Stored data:
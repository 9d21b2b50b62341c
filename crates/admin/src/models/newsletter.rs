//! Newsletter subscriber types for the back office.

use chrono::{DateTime, Utc};
use serde::Serialize;

use jademart_core::SubscriberId;

/// A newsletter subscriber.
#[derive(Debug, Clone, Serialize)]
pub struct Subscriber {
    pub id: SubscriberId,
    pub email: String,
    pub active: bool,
    pub subscribed_at: DateTime<Utc>,
    pub unsubscribed_at: Option<DateTime<Utc>>,
}
//! Session cart route handlers.
//!
//! The cart stores product IDs and quantities only. Responses join the
//! current catalog so the client always sees live prices and names; lines
//! whose product has since been unpublished are surfaced with
//! `available: false`.

use axum::{Json, extract::State};
use serde::Deserialize;
use serde_json::{Value, json};
use tower_sessions::Session;
use tracing::instrument;

use jademart_core::{Price, ProductId};

use crate::db::CatalogRepository;
use crate::error::{AppError, Result};
use crate::models::cart::{Cart, CartError};
use crate::models::session_keys;
use crate::state::AppState;

/// Payload for adding a product to the cart.
#[derive(Debug, Deserialize)]
pub struct AddToCartRequest {
    pub product_id: ProductId,
    pub quantity: u32,
}

/// Payload for setting a line quantity.
#[derive(Debug, Deserialize)]
pub struct UpdateCartRequest {
    pub product_id: ProductId,
    pub quantity: u32,
}

/// Payload for removing a line.
#[derive(Debug, Deserialize)]
pub struct RemoveFromCartRequest {
    pub product_id: ProductId,
}

/// GET /cart
#[instrument(skip(state, session))]
pub async fn show(State(state): State<AppState>, session: Session) -> Result<Json<Value>> {
    let cart = load_cart(&session).await?;
    render_cart(&state, &cart).await
}

/// POST /cart/add
#[instrument(skip(state, session))]
pub async fn add(
    State(state): State<AppState>,
    session: Session,
    Json(request): Json<AddToCartRequest>,
) -> Result<Json<Value>> {
    // Only published products can enter the cart
    let repo = CatalogRepository::new(state.pool());
    let found = repo.get_products_by_ids(&[request.product_id]).await?;
    if found.is_empty() {
        return Err(AppError::NotFound(format!(
            "product {}",
            request.product_id
        )));
    }

    let mut cart = load_cart(&session).await?;
    cart.add(request.product_id, request.quantity)
        .map_err(cart_error)?;
    save_cart(&session, &cart).await?;

    render_cart(&state, &cart).await
}

/// POST /cart/update
#[instrument(skip(state, session))]
pub async fn update(
    State(state): State<AppState>,
    session: Session,
    Json(request): Json<UpdateCartRequest>,
) -> Result<Json<Value>> {
    let mut cart = load_cart(&session).await?;
    cart.set_quantity(request.product_id, request.quantity)
        .map_err(cart_error)?;
    save_cart(&session, &cart).await?;

    render_cart(&state, &cart).await
}

/// POST /cart/remove
#[instrument(skip(state, session))]
pub async fn remove(
    State(state): State<AppState>,
    session: Session,
    Json(request): Json<RemoveFromCartRequest>,
) -> Result<Json<Value>> {
    let mut cart = load_cart(&session).await?;
    cart.remove(request.product_id).map_err(cart_error)?;
    save_cart(&session, &cart).await?;

    render_cart(&state, &cart).await
}

/// Read the cart from the session, defaulting to empty.
pub(crate) async fn load_cart(session: &Session) -> Result<Cart> {
    let cart = session
        .get::<Cart>(session_keys::CART)
        .await
        .map_err(|e| AppError::Internal(format!("failed to read session: {e}")))?
        .unwrap_or_default();
    Ok(cart)
}

/// Write the cart back to the session.
pub(crate) async fn save_cart(session: &Session, cart: &Cart) -> Result<()> {
    session
        .insert(session_keys::CART, cart)
        .await
        .map_err(|e| AppError::Internal(format!("failed to write session: {e}")))?;
    Ok(())
}

fn cart_error(e: CartError) -> AppError {
    match e {
        CartError::LineNotFound => AppError::NotFound("cart line".to_owned()),
        other => AppError::BadRequest(other.to_string()),
    }
}

/// Join cart lines against the live catalog and total them up.
async fn render_cart(state: &AppState, cart: &Cart) -> Result<Json<Value>> {
    let repo = CatalogRepository::new(state.pool());
    let ids: Vec<ProductId> = cart.items.iter().map(|l| l.product_id).collect();
    let products = repo.get_products_by_ids(&ids).await?;

    let mut lines = Vec::with_capacity(cart.items.len());
    let mut subtotal = Price::ZERO;

    for line in &cart.items {
        let product = products.iter().find(|p| p.id == line.product_id);
        match product {
            Some(product) => {
                let line_total = product
                    .price
                    .checked_mul_qty(line.quantity)
                    .map_err(|e| AppError::Internal(format!("cart total overflow: {e}")))?;
                subtotal = subtotal
                    .checked_add(line_total)
                    .map_err(|e| AppError::Internal(format!("cart total overflow: {e}")))?;

                lines.push(json!({
                    "product_id": line.product_id,
                    "slug": product.slug,
                    "name": product.name,
                    "unit_price": product.price,
                    "quantity": line.quantity,
                    "line_total": line_total,
                    "available": product.stock >= i32::try_from(line.quantity).unwrap_or(i32::MAX),
                }));
            }
            None => {
                lines.push(json!({
                    "product_id": line.product_id,
                    "quantity": line.quantity,
                    "available": false,
                }));
            }
        }
    }

    Ok(Json(json!({
        "items": lines,
        "subtotal": subtotal,
        "unit_count": cart.unit_count(),
    })))
}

# AIM OF THE TASK
Each line above with the word "struct" must be returned.

# SOLUTION TO THIS PROBLEM
pub struct Subscriber {
pub struct AddToCartRequest {
pub struct UpdateCartRequest {
pub struct RemoveFromCartRequest {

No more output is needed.